Saturday, August 27, 2005

Rallying the Troops and Avoiding Reality

washingtonpost.com
Rallying the Troops and Avoiding Reality

By Colbert I. King

There is something almost surreal in the juxtaposition of President Bush's statements on Iraq and news reporting on the war. The two are simply irreconcilable.

Bush's upbeat take collides with recent news reports about events in Iraq as well as with the judgments of senior officials within his administration. If the media have got it wrong, then we deserve to get hammered. If, however, it turns out that Bush is not being straight with courageous U.S. service members and their families, then it will be the Bush presidency and his legacy that will pay dearly.

At the moment he's hitting it off in visits to military posts, where he dons his commander-in-chief hat. One Bush line always draws applause: "We will stay on the offensive. Whatever it takes, we will seek and find and destroy the terrorists, so that we do not have to face them in our own country." It went over well last year with a gathering of applauding Screaming Eagles of the 101st Airborne, Green Berets of the 5th Special Forces Group and the Night Stalkers, at Fort Campbell, Ky.

In June the president went to Fort Bragg, N.C., and in a televised address described Iraq as the latest battlefield in the war on terrorism, saying: "America's mission in Iraq is to defeat an enemy and give strength to a friend . . . . We will stay in the fight until the fight is won."

And to cheering military families at Nampa, Idaho, this week, Bush said: "Terrorists will emerge from Iraq one of two ways: emboldened or defeated . . . . for the sake of our children and our grandchildren, the terrorists will be defeated."

Bush's portrayal of America as a nation besieged by a cruel enemy that has made Iraq the battleground is one of the reasons America's military families willingly send sons and daughters off to war. Yes, it's hard duty, but what goal is worthier than defending America? Stated that way, there's no argument, at least where I'm concerned. That was one of the reasons that I, along with many in my generation, suited up during the Cold War.

The country should be grateful to all who wear the uniform of the United States and to the families that are sacrificing to achieve Bush's stated mission to fight the terrorists over there, and "stay until the fight is won."

But what if something else is in the works?
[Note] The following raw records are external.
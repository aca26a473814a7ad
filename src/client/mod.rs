pub mod api;
pub mod app;
pub mod components;
pub mod config;
pub mod error;
pub mod navbar;
pub mod notify;
pub mod platform;
pub mod router;
pub mod routes;
pub mod session;
pub mod util;

pub use app::App;
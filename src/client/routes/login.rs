use std::rc::Rc;

use dioxus::document::Title;
use dioxus::prelude::*;
use dioxus_logger::tracing;

use crate::{
    client::{app::AppClient, components::Page, platform},
    model::{api::LoginForm, session::SessionRecord},
};

#[component]
pub fn Login() -> Element {
    let client = use_context::<Rc<AppClient>>();
    let mut username = use_signal(String::new);
    let mut password = use_signal(String::new);
    let mut pending = use_signal(|| false);

    let submit = move |event: FormEvent| {
        event.prevent_default();

        let client = Rc::clone(&client);
        let form = LoginForm {
            username: username(),
            password: password(),
        };

        spawn(async move {
            pending.set(true);

            // Failures are already shown as a toast
            if let Ok(token) = client.login(&form).await {
                tracing::info!("Logged in as {}", form.username);

                platform::persist_login(&SessionRecord::from_login(&form.username, &token));
            }

            pending.set(false);
        });
    };

    rsx!(
        Title { "Login | Youth Permission Tracker" }
        Page { class: "justify-center",
            form {
                class: "card bg-base-100 shadow-md w-full max-w-96 mx-auto",
                onsubmit: submit,
                div { class: "card-body gap-4",
                    h1 { class: "card-title", "Login" }
                    input {
                        class: "input w-full",
                        r#type: "text",
                        name: "username",
                        placeholder: "Email",
                        autocomplete: "username",
                        value: "{username}",
                        oninput: move |event| username.set(event.value()),
                    }
                    input {
                        class: "input w-full",
                        r#type: "password",
                        name: "password",
                        placeholder: "Password",
                        autocomplete: "current-password",
                        value: "{password}",
                        oninput: move |event| password.set(event.value()),
                    }
                    button {
                        class: "btn btn-primary",
                        r#type: "submit",
                        disabled: pending(),
                        if pending() { "Logging in..." } else { "Login" }
                    }
                }
            }
        }
    )
}
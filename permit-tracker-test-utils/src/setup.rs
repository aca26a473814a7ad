use mockito::{Mock, Server, ServerGuard};

use crate::error::TestError;

/// A mock API server plus the mocks registered on it
pub struct TestSetup {
    pub server: ServerGuard,
    pub mocks: Vec<Mock>,
}

impl TestSetup {
    pub async fn new() -> Result<Self, TestError> {
        let server = Server::new_async().await;

        Ok(TestSetup {
            server,
            mocks: Vec::new(),
        })
    }

    /// Base URL to configure the client with
    pub fn base_url(&self) -> String {
        self.server.url()
    }

    /// Assert all mock endpoints were called as expected.
    ///
    /// # Panics
    /// Panics if any registered mock was not called the expected number of times
    pub fn assert_mocks(&self) {
        for mock in &self.mocks {
            mock.assert();
        }
    }
}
Suppose staying on the offense "until the enemy is broken," an applause line, is just that -- an applause line?

There are good reasons to ask.

In an Aug. 12 Page One story that included interviews with U.S. officials involved in Iraq policy, The Post's Peter Baker wrote: "Administration officials have all but given up any hope of militarily defeating the insurgents with U.S. forces, instead aiming only to train and equip enough Iraqi security forces to take over the fight themselves." Bush, the piece said, is only trying to buy time until the Iraqi political process moves along and Iraqi troops get up to speed.

Two days later, The Post's Robin Wright and Ellen Knickmeyer reported an even gloomier assessment based on interviews with senior administration officials and analysts who spoke on condition of anonymity. "Washington now does not expect to fully defeat the insurgency before departing, but instead to diminish it," they reported. Said a U.S. official: "We've said we won't leave a day before it's necessary. But necessary is the key word -- necessary for them or for us? When we finally depart, it will probably be for us."

In other words, while Bush is out rallying the troops and reassuring their families that their sacrifices won't be in vain, administration officials in Washington are quietly playing down expectations of what can really be achieved in Iraq.


Far from the cheering crowds, this is the word in the Nation's Capital: Forget all that prewar talk about a secular, modern and united Iraq emerging after the toppling of Saddam Hussein. Get ready instead for some form of Islamic republic in Iraq that gives special status to clerics and majority ethnic groups, and less deference to women's rights. A new Iraq free of violence and divisions? Oops, never mind.

Which brings us back to the troops who are doing the suffering and dying. Are their sacrifices worth it?

Consider the Iraq now unfolding on the ground.

What's the value of Americans giving their lives so that cleric-dominated Shiites and northern Kurds can get their hands on political power and oil revenue?

Why are American women and men sacrificing lives and limbs in a country where women may have to settle for less?

Stay the course. What course? So religious-based militia can divvy up the northern and southern portions of the country? So Islam can be enshrined as a principal source of new Iraqi legislation?

Are any of those things worth dying for? Do any of those likely outcomes represent an American victory? They certainly aren't why Bush said we went over there.

Okay, the Bush folks also promised us weapons of mass destruction, and greetings with rice and rose water, and Iraqi oil money to pay for reconstruction, and a model new democracy in the Middle East, none of which has happened.

But this is different.

President Bush is out selling a vision of victory in Iraq while U.S. officials in Washington and Baghdad are resigned to settling for less. George Bush can't make good on his original promise, and they know it. They also know that more Americans are going to die in Iraq for what may end up as a theocracy-tinged spoils system.

When those carrying the burden of this war realize what they have sacrificed and died for, the worst days of George W. Bush will have just begun.